Saturday, 14 June 2008

Cooking down the Thames


The oyster might often have ended up as part of a flamboyant display in medieval times for example with cabbage and fried larks; and fried frogs’ legs with oysters. Puddings too were typically made up with oysters. Suet pastry parcels were filled with blanched oysters, bacon, onion and parsley and steamed. The liquor from the oyster was mixed with chives and parsley and thickened with flour and butter to make a gravy. Steak and oyster pie can still be found. Looking back the pairing of meat and fish seems like a celebration of the end of fish days, or perhaps it was a ruse to circumvent the church’s dietary guidelines, an oyster pie might be acceptable if no one checked that it was garnished inside with beef.

Making a stuffing with oysters to cook with a chicken or other fowl was a common approach emanating from England and later adopted by the early settlers in Canada and America. Presumably, oyster with chicken would have been a special dish which may be why it is mentioned so often, not as today where the oysters would be the expensive ingredient but the other way round where the fowl was the prized centrepiece and the stuffing would have been a means of making the meal go further round the table. There are many recipes and variations, but this variation on what is almost an oyster hamburger, seems in tune with modern tastes.

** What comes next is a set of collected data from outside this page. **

use std::{
    ops::{Deref, DerefMut},
    time::Duration,
};

use color_eyre::eyre::Result;
use futures::{FutureExt, StreamExt};
use ratatui::{
    DefaultTerminal,
    crossterm::event::{Event as CrosstermEvent, KeyEvent, KeyEventKind},
};
use tokio::{
    sync::mpsc::{self, UnboundedReceiver, UnboundedSender},
    task::JoinHandle,
};
use tokio_util::sync::CancellationToken;

#[derive(Clone, Debug)]
pub enum TuiEvent {
    Init,
    Error,
    Tick,
    Render,
    Paste(String),
    Key(KeyEvent),
    Resize(u16, u16),
}

pub struct Tui {
    pub terminal: DefaultTerminal,
    pub task: JoinHandle<()>,
    pub cancellation_token: CancellationToken,
    pub event_rx: UnboundedReceiver<TuiEvent>,
    pub event_tx: UnboundedSender<TuiEvent>,
    pub frame_rate: f64,
    pub tick_rate: f64,
}

impl Tui {
    pub fn new() -> Result<Self> {
        let terminal = ratatui::init();
        let (event_tx, event_rx) = mpsc::unbounded_channel();
        Ok(Self {
            terminal,
            task: tokio::spawn(async {}),
            cancellation_token: CancellationToken::new(),
            event_rx,
            event_tx,
            frame_rate: 30.0,
            tick_rate: 4.0,
        })
    }

    pub fn tick_rate(mut self, tick_rate: f64) -> Self {
        self.tick_rate = tick_rate;
        self
    }

    pub fn frame_rate(mut self, frame_rate: f64) -> Self {
        self.frame_rate = frame_rate;
        self
    }

    pub fn start(&mut self) {
        let tick_delay = Duration::from_secs_f64(1.0 / self.tick_rate);
        let render_delay = Duration::from_secs_f64(1.0 / self.frame_rate);
        self.cancel();
        self.cancellation_token = CancellationToken::new();
        let cancellation_token = self.cancellation_token.clone();
        let event_tx = self.event_tx.clone();
        self.task = tokio::spawn(async move {
            let mut reader = crossterm::event::EventStream::new();
            let mut tick_interval = tokio::time::interval(tick_delay);
            let mut render_interval = tokio::time::interval(render_delay);
            let _ = event_tx.send(TuiEvent::Init);
            loop {
                let tick_delay = tick_interval.tick();
                let render_delay = render_interval.tick();
                let crossterm_event = reader.next().fuse();
                let event = tokio::select! {
                    _ = cancellation_token.cancelled() => break,
                    maybe_event = crossterm_event => match maybe_event {
                        Some(Ok(CrosstermEvent::Key(key))) if key.kind == KeyEventKind::Press => {
                            TuiEvent::Key(key)
                        }
                        Some(Ok(CrosstermEvent::Resize(x, y))) => TuiEvent::Resize(x, y),
                        Some(Ok(CrosstermEvent::Paste(s))) => TuiEvent::Paste(s),
                        Some(Ok(_)) | None => continue,
                        Some(Err(_)) => TuiEvent::Error,
                    },
                    _ = tick_delay => TuiEvent::Tick,
                    _ = render_delay => TuiEvent::Render,
                };
                if event_tx.send(event).is_err() {
                    break;
                }
            }
        });
    }

    pub fn stop(&self) -> Result<()> {
        self.cancel();
        let mut counter = 0;
        while !self.task.is_finished() {
            std::thread::sleep(Duration::from_millis(1));
            counter += 1;
            if counter > 50 {
                self.task.abort();
            }
            if counter > 100 {
                log::error!("Failed to abort task in 100 milliseconds for unknown reason");
                break;
            }
        }
        Ok(())
    }

    pub fn enter(&mut self) -> Result<()> {
        self.start();
        Ok(())
    }

    pub fn exit(&mut self) -> Result<()> {
        log::info!("Exit: {}", chrono::Local::now());
        self.stop()?;
        ratatui::restore();
        Ok(())
    }

    pub fn cancel(&self) {
        self.cancellation_token.cancel();
    }

    pub async fn next(&mut self) -> Option<TuiEvent> {
        self.event_rx.recv().await
    }
}

impl Deref for Tui {
    type Target = DefaultTerminal;

    fn deref(&self) -> &Self::Target {
        &self.terminal
    }
}

impl DerefMut for Tui {
    fn deref_mut(&mut self) -> &mut Self::Target {
        &mut self.terminal
    }
}

impl Drop for Tui {
    fn drop(&mut self) {
        if let Err(e) = self.exit() {
            log::error!("Failed to restore the terminal: {e}");
        }
    }
}
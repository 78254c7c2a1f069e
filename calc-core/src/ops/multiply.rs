// Multiplication primitive

use crate::number::Number;
use crate::ops::promotion::{promote_pair, Promoted};

// Multiplication: a * b
pub fn multiply(a: Number, b: Number) -> Number {
    match promote_pair(a, b) {
        Promoted::Integers(x, y) => match x.checked_mul(y) {
            Some(result) => Number::Integer(result),
            None => Number::Float(x as f64 * y as f64),
        },
        Promoted::Floats(x, y) => Number::Float(x * y),
        Promoted::Complexes(x, y) => Number::Complex(x * y),
    }
}
// RUST CONCEPT: Numeric type promotion system
// Binary operators never look at two differently tagged numbers. Both
// operands are first lifted to the higher of their two types:
//
//   Integer < Float < Complex
//
// Integer arithmetic stays exact; once a float joins, the result is
// inexact; once a complex joins, the result is complex.

use crate::error::{ArithmeticError, IntegerOp};
use crate::number::Number;
use num_complex::Complex64;
use num_traits::ToPrimitive;

#[cfg(target_os = "none")]
use num_traits::Float;

#[derive(Debug, Clone, Copy, PartialEq)]
pub enum Promoted {
    Integers(i64, i64),
    Floats(f64, f64),
    Complexes(Complex64, Complex64),
}

pub fn promote_pair(a: Number, b: Number) -> Promoted {
    match (a, b) {
        (Number::Integer(x), Number::Integer(y)) => Promoted::Integers(x, y),
        (Number::Complex(_), _) | (_, Number::Complex(_)) => {
            Promoted::Complexes(a.to_complex(), b.to_complex())
        }
        // Neither side is complex here, so both have a real value
        _ => Promoted::Floats(
            a.to_f64().unwrap_or(f64::NAN),
            b.to_f64().unwrap_or(f64::NAN),
        ),
    }
}

fn to_integral(op: IntegerOp, n: Number) -> Result<i64, ArithmeticError> {
    match n {
        Number::Integer(i) => Ok(i),
        Number::Float(x) => {
            if !x.is_finite() || x.fract() != 0.0 {
                return Err(ArithmeticError::FractionalOperand(op));
            }
            x.to_i64().ok_or(ArithmeticError::Overflow(match op {
                IntegerOp::FloorDivision => "floor division",
                IntegerOp::Modulo => "modulo",
            }))
        }
        Number::Complex(_) => Err(ArithmeticError::ComplexUnsupported),
    }
}

// RUST CONCEPT: Shared operand checks for `//` and `%`
// Order matters: complex operands are reported before a zero divisor, and a
// zero divisor before fractional operands.
pub fn integral_pair(op: IntegerOp, a: Number, b: Number) -> Result<(i64, i64), ArithmeticError> {
    if a.is_complex() || b.is_complex() {
        return Err(ArithmeticError::ComplexUnsupported);
    }
    if b.is_zero() {
        return Err(ArithmeticError::DivisionByZero);
    }
    Ok((to_integral(op, a)?, to_integral(op, b)?))
}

Oyster stuffing for chicken

Poach the oysters briefly in a minimum of water, pour the liquor over some bread to soak and chop the oysters. Brown some sausage meat in a pan and mix in the bread chopped onion, garlic and the giblets from the chicken. Saute 5 minutes, Take off the heat and fill the chicken to roast.

On fish days there might have been a simpler rendition of just oyster sausages, the oysters poached, then chopped with herbs and anchovies, mixed with egg and breadrumbs, suet or butter and seasoned with pepper or nutmeg or both, this mix then fried off by the spoonful.

Another approach which was also widely adopted by the Americans was the habit of scooping out the middle of a roll or a loaf of bread and filling it with a sometimes quite exotic mix of oysters poached in cream, ale or wine with sweetbreads or other small pieces of offal, butter and onions and baking it off in the oven. Rather like pasties and hotpots this may well have its origins in bakehouses and cookshops and would have been a good way for the baker to use up unsold loaves.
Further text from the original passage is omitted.